YOUR TASK
Print the data below exactly, but only the lines from the one containing "let item = self" down to the one containing "async fn insert_order(&mut", inclusive.

AVAILABLE DATA
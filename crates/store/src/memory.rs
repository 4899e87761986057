use std::collections::HashMap;
use std::sync::Arc;
use std::sync::atomic::{AtomicBool, Ordering};

use async_trait::async_trait;
use chrono::Utc;
use common::{CartId, CartItemId, CustomerId, OrderId, PaymentId, ProductId};
use domain::{
    CartItem, CartLine, DomainError, Order, OrderStatus, Payment, PaymentStatus, Product,
    ShoppingCart,
};
use tokio::sync::{Mutex, OwnedMutexGuard};

use crate::{
    Result, StoreError,
    ports::{
        CartStore, CatalogStore, Database, IdempotencyStore, OrderStore, PaymentStore, Transaction,
    },
};

/// Points at which the in-memory adapter can be told to fail.
#[derive(Debug, Clone, Copy, PartialEq, Eq, Hash)]
pub enum FailPoint {
    InsertOrder,
    InsertPayment,
    Commit,
}

#[derive(Debug, Default)]
struct FaultFlags {
    insert_order: AtomicBool,
    insert_payment: AtomicBool,
    commit: AtomicBool,
}

impl FaultFlags {
    fn flag(&self, point: FailPoint) -> &AtomicBool {
        match point {
            FailPoint::InsertOrder => &self.insert_order,
            FailPoint::InsertPayment => &self.insert_payment,
            FailPoint::Commit => &self.commit,
        }
    }

    fn check(&self, point: FailPoint, label: &'static str) -> Result<()> {
        if self.flag(point).load(Ordering::SeqCst) {
            return Err(StoreError::Injected(label));
        }
        Ok(())
    }
}

#[derive(Debug, Clone, Default)]
struct Tables {
    products: Vec<Product>,
    carts: Vec<ShoppingCart>,
    cart_items: Vec<CartItem>,
    orders: Vec<Order>,
    payments: Vec<Payment>,
    idempotency: HashMap<String, serde_json::Value>,
}

/// In-memory database for tests and local runs.
///
/// A transaction holds an exclusive lock on the tables for its whole lifetime
/// and works on a private copy that replaces the tables on commit, so
/// transactions are fully serialized.
#[derive(Clone, Default)]
pub struct InMemoryDatabase {
    tables: Arc<Mutex<Tables>>,
    faults: Arc<FaultFlags>,
}

impl InMemoryDatabase {
    /// Creates a new empty in-memory database.
    pub fn new() -> Self {
        Self::default()
    }

    /// Configures the database to fail whenever `point` is reached.
    pub fn set_fail_on(&self, point: FailPoint, fail: bool) {
        self.faults.flag(point).store(fail, Ordering::SeqCst);
    }

    /// Returns the number of committed orders.
    pub async fn order_count(&self) -> usize {
        self.tables.lock().await.orders.len()
    }

    /// Returns the number of committed payments.
    pub async fn payment_count(&self) -> usize {
        self.tables.lock().await.payments.len()
    }
}

#[async_trait]
impl Database for InMemoryDatabase {
    type Tx = InMemoryTransaction;

    async fn begin(&self) -> Result<Self::Tx> {
        let guard = self.tables.clone().lock_owned().await;
        let working = guard.clone();
        Ok(InMemoryTransaction {
            guard,
            working,
            faults: self.faults.clone(),
        })
    }
}

/// A serialized transaction over [`InMemoryDatabase`].
pub struct InMemoryTransaction {
    guard: OwnedMutexGuard<Tables>,
    working: Tables,
    faults: Arc<FaultFlags>,
}

impl InMemoryTransaction {
    fn product_mut(&mut self, id: ProductId) -> Result<&mut Product> {
        self.working
            .products
            .iter_mut()
            .find(|p| p.id == id)
            .ok_or_else(|| StoreError::not_found("Product", id))
    }

    fn load_order(&self, id: OrderId) -> Option<Order> {
        self.working.orders.iter().find(|o| o.id == id).cloned()
    }

    fn ensure_single_completed(&self, payment: &Payment) -> Result<()> {
        if payment.status != PaymentStatus::Completed {
            return Ok(());
        }
        let conflict = self.working.payments.iter().any(|p| {
            p.order_id == payment.order_id && p.id != payment.id && p.status == PaymentStatus::Completed
        });
        if conflict {
            return Err(StoreError::Duplicate(format!(
                "order {} already has a completed payment",
                payment.order_id
            )));
        }
        Ok(())
    }
}

#[async_trait]
impl Transaction for InMemoryTransaction {
    async fn commit(self) -> Result<()> {
        self.faults.check(FailPoint::Commit, "commit")?;
        let Self {
            mut guard, working, ..
        } = self;
        *guard = working;
        Ok(())
    }

    async fn rollback(self) -> Result<()> {
        Ok(())
    }
}

#[async_trait]
impl CatalogStore for InMemoryTransaction {
    async fn insert_product(&mut self, product: &Product) -> Result<()> {
        if self.working.products.iter().any(|p| p.id == product.id) {
            return Err(StoreError::Duplicate(format!("product {}", product.id)));
        }
        self.working.products.push(product.clone());
        Ok(())
    }

    async fn get_product(&mut self, id: ProductId) -> Result<Option<Product>> {
        Ok(self.working.products.iter().find(|p| p.id == id).cloned())
    }

    async fn list_products(&mut self) -> Result<Vec<Product>> {
        Ok(self
            .working
            .products
            .iter()
            .filter(|p| !p.is_deleted)
            .cloned()
            .collect())
    }

    async fn update_product(&mut self, product: &Product) -> Result<()> {
        let stored = self.product_mut(product.id)?;
        stored.tailor_id = product.tailor_id;
        stored.name = product.name.clone();
        stored.price = product.price;
        stored.discounted_price = product.discounted_price;
        stored.category = product.category.clone();
        stored.updated_at = Utc::now();
        Ok(())
    }

    async fn adjust_stock(&mut self, id: ProductId, delta: i32) -> Result<Product> {
        let product = self.product_mut(id)?;
        product.apply_stock_delta(delta).map_err(|e| match e {
            DomainError::InsufficientStock {
                product_id,
                requested,
                available,
            } => StoreError::InsufficientStock {
                product_id,
                requested,
                available,
            },
            other => StoreError::Decode(other),
        })?;
        Ok(product.clone())
    }

    async fn set_availability(&mut self, id: ProductId, available: bool) -> Result<Product> {
        let product = self.product_mut(id)?;
        if available && product.stock_quantity == 0 {
            return Err(StoreError::InsufficientStock {
                product_id: id,
                requested: 1,
                available: 0,
            });
        }
        product.is_available = available;
        product.updated_at = Utc::now();
        Ok(product.clone())
    }

    async fn soft_delete_product(&mut self, id: ProductId) -> Result<()> {
        let product = self.product_mut(id)?;
        product.is_deleted = true;
        product.is_available = false;
        product.updated_at = Utc::now();
        Ok(())
    }

    async fn record_sale(&mut self, id: ProductId, quantity: u32) -> Result<()> {
        self.product_mut(id)?.sales_count += i64::from(quantity);
        Ok(())
    }

    async fn record_view(&mut self, id: ProductId) -> Result<()> {
        self.product_mut(id)?.view_count += 1;
        Ok(())
    }
}

#[async_trait]
impl CartStore for InMemoryTransaction {
    async fn find_active_cart(&mut self, customer_id: CustomerId) -> Result<Option<ShoppingCart>> {
        Ok(self
            .working
            .carts
            .iter()
            .find(|c| c.customer_id == customer_id && c.is_active)
            .cloned())
    }

    async fn get_cart(&mut self, id: CartId) -> Result<Option<ShoppingCart>> {
        Ok(self.working.carts.iter().find(|c| c.id == id).cloned())
    }

    async fn insert_cart(&mut self, cart: &ShoppingCart) -> Result<()> {
        if cart.is_active
            && self
                .working
                .carts
                .iter()
                .any(|c| c.customer_id == cart.customer_id && c.is_active)
        {
            return Err(StoreError::Duplicate(format!(
                "active cart for customer {}",
                cart.customer_id
            )));
        }
        self.working.carts.push(cart.clone());
        Ok(())
    }

    async fn save_cart(&mut self, cart: &ShoppingCart) -> Result<()> {
        let stored = self
            .working
            .carts
            .iter_mut()
            .find(|c| c.id == cart.id)
            .ok_or_else(|| StoreError::not_found("ShoppingCart", cart.id))?;
        stored.updated_at = cart.updated_at;
        stored.expires_at = cart.expires_at;
        stored.is_active = cart.is_active;
        Ok(())
    }

    async fn find_cart_item(
        &mut self,
        cart_id: CartId,
        product_id: ProductId,
        size: Option<&str>,
        color: Option<&str>,
    ) -> Result<Option<CartItem>> {
        Ok(self
            .working
            .cart_items
            .iter()
            .find(|i| {
                i.cart_id == cart_id
                    && i.product_id == product_id
                    && i.size.as_deref() == size
                    && i.color.as_deref() == color
            })
            .cloned())
    }

    async fn get_cart_item(&mut self, id: CartItemId) -> Result<Option<CartItem>> {
        Ok(self.working.cart_items.iter().find(|i| i.id == id).cloned())
    }

    async fn insert_cart_item(&mut self, item: &CartItem) -> Result<()> {
        if self
            .working
            .cart_items
            .iter()
            .any(|i| i.cart_id == item.cart_id && i.matches(item.product_id, &item.size, &item.color))
        {
            return Err(StoreError::Duplicate(format!(
                "cart item for product {} in cart {}",
                item.product_id, item.cart_id
            )));
        }
        self.working.cart_items.push(item.clone());
        Ok(())
    }

    async fn set_cart_item_quantity(&mut self, id: CartItemId, quantity: u32) -> Result<()> {
        let item = self
            .working
            .cart_items
            .iter_mut()
            .find(|i| i.id == id)
            .ok_or_else(|| StoreError::not_found("CartItem", id))?;
        item.quantity = quantity;
        Ok(())
    }

    async fn delete_cart_item(&mut self, id: CartItemId) -> Result<()> {
        let before = self.working.cart_items.len();
        self.working.cart_items.retain(|i| i.id != id);
        if self.working.cart_items.len() == before {
            return Err(StoreError::not_found("CartItem", id));
        }
        Ok(())
    }

    async fn clear_cart(&mut self, cart_id: CartId) -> Result<u64> {
        let before = self.working.cart_items.len();
        self.working.cart_items.retain(|i| i.cart_id != cart_id);
        Ok((before - self.working.cart_items.len()) as u64)
    }

    async fn list_cart_lines(&mut self, cart_id: CartId) -> Result<Vec<CartLine>> {
        let products = &self.working.products;
        Ok(self
            .working
            .cart_items
            .iter()
            .filter(|i| i.cart_id == cart_id)
            .filter_map(|item| {
                let product = products.iter().find(|p| p.id == item.product_id)?;
                Some(CartLine {
                    item: item.clone(),
                    product_name: product.name.clone(),
                    tailor_id: product.tailor_id,
                    unit_price: product.effective_price(),
                    is_available: product.is_available,
                    is_deleted: product.is_deleted,
                    stock_quantity: product.stock_quantity,
                })
            })
            .collect())
    }
}

#[async_trait]
impl OrderStore for InMemoryTransaction {
    async fn insert_order(&mut self, order: &Order) -> Result<()> {
        self.faults.check(FailPoint::InsertOrder, "insert_order")?;
        if self.working.orders.iter().any(|o| o.id == order.id) {
            return Err(StoreError::Duplicate(format!("order {}", order.id)));
        }
        self.working.orders.push(order.clone());
        Ok(())
    }

    async fn get_order(&mut self, id: OrderId) -> Result<Option<Order>> {
        Ok(self.load_order(id))
    }

    async fn list_orders_for_customer(&mut self, customer_id: CustomerId) -> Result<Vec<Order>> {
        Ok(self
            .working
            .orders
            .iter()
            .filter(|o| o.customer_id == customer_id)
            .cloned()
            .collect())
    }

    async fn update_order_status(
        &mut self,
        id: OrderId,
        expected: OrderStatus,
        next: OrderStatus,
    ) -> Result<()> {
        let order = self
            .working
            .orders
            .iter_mut()
            .find(|o| o.id == id)
            .ok_or_else(|| StoreError::not_found("Order", id))?;
        if order.status != expected {
            return Err(StoreError::stale("Order", id, expected));
        }
        order.status = next;
        Ok(())
    }
}

#[async_trait]
impl PaymentStore for InMemoryTransaction {
    async fn insert_payment(&mut self, payment: &Payment) -> Result<()> {
        self.faults.check(FailPoint::InsertPayment, "insert_payment")?;
        if self.load_order(payment.order_id).is_none() {
            return Err(StoreError::not_found("Order", payment.order_id));
        }
        self.ensure_single_completed(payment)?;
        self.working.payments.push(payment.clone());
        Ok(())
    }

    async fn get_payment(&mut self, id: PaymentId) -> Result<Option<Payment>> {
        Ok(self.working.payments.iter().find(|p| p.id == id).cloned())
    }

    async fn find_payment_by_provider_ref(
        &mut self,
        transaction_id: &str,
    ) -> Result<Option<Payment>> {
        Ok(self
            .working
            .payments
            .iter()
            .find(|p| {
                p.provider
                    .as_ref()
                    .is_some_and(|m| m.transaction_id == transaction_id)
            })
            .cloned())
    }

    async fn list_payments_for_order(&mut self, order_id: OrderId) -> Result<Vec<Payment>> {
        Ok(self
            .working
            .payments
            .iter()
            .filter(|p| p.order_id == order_id)
            .cloned()
            .collect())
    }

    async fn update_payment(&mut self, payment: &Payment, expected: PaymentStatus) -> Result<()> {
        self.ensure_single_completed(payment)?;
        let stored = self
            .working
            .payments
            .iter_mut()
            .find(|p| p.id == payment.id)
            .ok_or_else(|| StoreError::not_found("Payment", payment.id))?;
        if stored.status != expected {
            return Err(StoreError::stale("Payment", payment.id, expected));
        }
        *stored = payment.clone();
        Ok(())
    }
}

#[async_trait]
impl IdempotencyStore for InMemoryTransaction {
    async fn get_idempotency_record(&mut self, key: &str) -> Result<Option<serde_json::Value>> {
        Ok(self.working.idempotency.get(key).cloned())
    }

    async fn save_idempotency_record(
        &mut self,
        key: &str,
        response: &serde_json::Value,
    ) -> Result<()> {
        if self.working.idempotency.contains_key(key) {
            return Err(StoreError::Duplicate(format!("idempotency key {key}")));
        }
        self.working
            .idempotency
            .insert(key.to_string(), response.clone());
        Ok(())
    }
}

SOLVED EXERCISE
        let item = self
            .working
            .cart_items
            .iter_mut()
            .find(|i| i.id == id)
            .ok_or_else(|| StoreError::not_found("CartItem", id))?;
        item.quantity = quantity;
        Ok(())
    }

    async fn delete_cart_item(&mut self, id: CartItemId) -> Result<()> {
        let before = self.working.cart_items.len();
        self.working.cart_items.retain(|i| i.id != id);
        if self.working.cart_items.len() == before {
            return Err(StoreError::not_found("CartItem", id));
        }
        Ok(())
    }

    async fn clear_cart(&mut self, cart_id: CartId) -> Result<u64> {
        let before = self.working.cart_items.len();
        self.working.cart_items.retain(|i| i.cart_id != cart_id);
        Ok((before - self.working.cart_items.len()) as u64)
    }

    async fn list_cart_lines(&mut self, cart_id: CartId) -> Result<Vec<CartLine>> {
        let products = &self.working.products;
        Ok(self
            .working
            .cart_items
            .iter()
            .filter(|i| i.cart_id == cart_id)
            .filter_map(|item| {
                let product = products.iter().find(|p| p.id == item.product_id)?;
                Some(CartLine {
                    item: item.clone(),
                    product_name: product.name.clone(),
                    tailor_id: product.tailor_id,
                    unit_price: product.effective_price(),
                    is_available: product.is_available,
                    is_deleted: product.is_deleted,
                    stock_quantity: product.stock_quantity,
                })
            })
            .collect())
    }
}

#[async_trait]
impl OrderStore for InMemoryTransaction {
    async fn insert_order(&mut self, order: &Order) -> Result<()> {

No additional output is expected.